▶ WHAT YOU ARE ASKED TO DO: Exactly reproduce the line that contains "assert_eq!(unpaid[0].bill.amount, 400.0);" and all lines after it in the entries below, through the very last line.
(WORKING DATA)
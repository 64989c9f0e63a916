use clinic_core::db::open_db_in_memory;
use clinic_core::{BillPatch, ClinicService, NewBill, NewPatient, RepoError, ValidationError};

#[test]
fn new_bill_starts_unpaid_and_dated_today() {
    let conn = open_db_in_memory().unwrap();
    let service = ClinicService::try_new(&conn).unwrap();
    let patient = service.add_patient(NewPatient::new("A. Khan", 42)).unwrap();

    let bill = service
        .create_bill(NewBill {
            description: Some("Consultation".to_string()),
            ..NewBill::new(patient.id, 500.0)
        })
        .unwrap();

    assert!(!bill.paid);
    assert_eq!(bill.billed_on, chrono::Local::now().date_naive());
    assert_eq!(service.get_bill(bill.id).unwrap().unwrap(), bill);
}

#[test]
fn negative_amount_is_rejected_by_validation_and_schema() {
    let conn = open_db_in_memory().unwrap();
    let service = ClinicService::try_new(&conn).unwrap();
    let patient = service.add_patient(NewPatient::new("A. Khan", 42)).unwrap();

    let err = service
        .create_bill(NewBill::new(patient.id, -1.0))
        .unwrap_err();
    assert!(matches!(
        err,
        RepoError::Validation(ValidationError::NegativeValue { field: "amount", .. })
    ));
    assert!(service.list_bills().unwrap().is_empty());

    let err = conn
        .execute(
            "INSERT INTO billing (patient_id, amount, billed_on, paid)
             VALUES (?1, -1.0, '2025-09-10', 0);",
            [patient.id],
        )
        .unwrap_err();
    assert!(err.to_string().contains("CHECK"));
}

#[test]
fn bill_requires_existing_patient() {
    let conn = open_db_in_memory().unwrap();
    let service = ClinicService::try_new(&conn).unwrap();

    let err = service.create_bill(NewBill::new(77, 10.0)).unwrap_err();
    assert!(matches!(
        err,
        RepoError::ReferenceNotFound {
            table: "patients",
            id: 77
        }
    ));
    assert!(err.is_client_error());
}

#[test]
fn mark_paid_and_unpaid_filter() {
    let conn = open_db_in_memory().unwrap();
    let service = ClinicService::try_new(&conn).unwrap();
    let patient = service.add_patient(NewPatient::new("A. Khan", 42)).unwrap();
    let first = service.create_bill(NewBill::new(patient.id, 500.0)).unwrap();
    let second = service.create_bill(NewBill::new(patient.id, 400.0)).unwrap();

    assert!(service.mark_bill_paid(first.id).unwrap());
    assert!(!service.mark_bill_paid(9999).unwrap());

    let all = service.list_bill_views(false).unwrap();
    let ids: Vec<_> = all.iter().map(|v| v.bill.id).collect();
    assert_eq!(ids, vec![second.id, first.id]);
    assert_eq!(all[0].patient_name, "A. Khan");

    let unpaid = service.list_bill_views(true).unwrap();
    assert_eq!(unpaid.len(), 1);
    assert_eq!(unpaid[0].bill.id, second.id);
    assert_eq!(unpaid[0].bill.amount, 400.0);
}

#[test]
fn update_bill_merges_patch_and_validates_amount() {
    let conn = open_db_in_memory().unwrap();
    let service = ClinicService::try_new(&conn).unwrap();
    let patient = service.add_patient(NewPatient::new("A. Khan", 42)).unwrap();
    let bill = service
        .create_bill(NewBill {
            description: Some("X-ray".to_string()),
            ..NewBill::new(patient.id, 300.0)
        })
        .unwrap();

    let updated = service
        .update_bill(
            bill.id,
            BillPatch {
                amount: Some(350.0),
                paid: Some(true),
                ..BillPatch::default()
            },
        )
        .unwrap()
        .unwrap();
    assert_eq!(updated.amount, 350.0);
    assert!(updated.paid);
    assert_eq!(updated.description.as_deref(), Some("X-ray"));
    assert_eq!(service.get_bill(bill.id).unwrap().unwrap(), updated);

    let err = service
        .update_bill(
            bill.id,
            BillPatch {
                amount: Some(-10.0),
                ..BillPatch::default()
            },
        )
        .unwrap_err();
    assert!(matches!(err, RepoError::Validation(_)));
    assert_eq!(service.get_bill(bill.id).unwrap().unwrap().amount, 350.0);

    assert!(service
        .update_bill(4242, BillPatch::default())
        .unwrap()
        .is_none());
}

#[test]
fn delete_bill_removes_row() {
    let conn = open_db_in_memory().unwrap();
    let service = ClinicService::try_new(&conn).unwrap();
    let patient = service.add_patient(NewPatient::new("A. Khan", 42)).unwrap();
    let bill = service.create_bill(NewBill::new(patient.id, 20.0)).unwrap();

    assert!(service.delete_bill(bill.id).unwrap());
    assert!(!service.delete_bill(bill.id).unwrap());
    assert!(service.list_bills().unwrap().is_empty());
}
(End WORKING DATA)
▶ ANSWER SPACE:
    assert_eq!(unpaid[0].bill.amount, 400.0);
}

#[test]
fn update_bill_merges_patch_and_validates_amount() {
    let conn = open_db_in_memory().unwrap();
    let service = ClinicService::try_new(&conn).unwrap();
    let patient = service.add_patient(NewPatient::new("A. Khan", 42)).unwrap();
    let bill = service
        .create_bill(NewBill {
            description: Some("X-ray".to_string()),
            ..NewBill::new(patient.id, 300.0)
        })
        .unwrap();

    let updated = service
        .update_bill(
            bill.id,
            BillPatch {
                amount: Some(350.0),
                paid: Some(true),
                ..BillPatch::default()
            },
        )
        .unwrap()
        .unwrap();
    assert_eq!(updated.amount, 350.0);
    assert!(updated.paid);
    assert_eq!(updated.description.as_deref(), Some("X-ray"));
    assert_eq!(service.get_bill(bill.id).unwrap().unwrap(), updated);

    let err = service
        .update_bill(
            bill.id,
            BillPatch {
                amount: Some(-10.0),
                ..BillPatch::default()
            },
        )
        .unwrap_err();
    assert!(matches!(err, RepoError::Validation(_)));
    assert_eq!(service.get_bill(bill.id).unwrap().unwrap().amount, 350.0);

    assert!(service
        .update_bill(4242, BillPatch::default())
        .unwrap()
        .is_none());
}

#[test]
fn delete_bill_removes_row() {
    let conn = open_db_in_memory().unwrap();
    let service = ClinicService::try_new(&conn).unwrap();
    let patient = service.add_patient(NewPatient::new("A. Khan", 42)).unwrap();
    let bill = service.create_bill(NewBill::new(patient.id, 20.0)).unwrap();

    assert!(service.delete_bill(bill.id).unwrap());
    assert!(!service.delete_bill(bill.id).unwrap());
    assert!(service.list_bills().unwrap().is_empty());
}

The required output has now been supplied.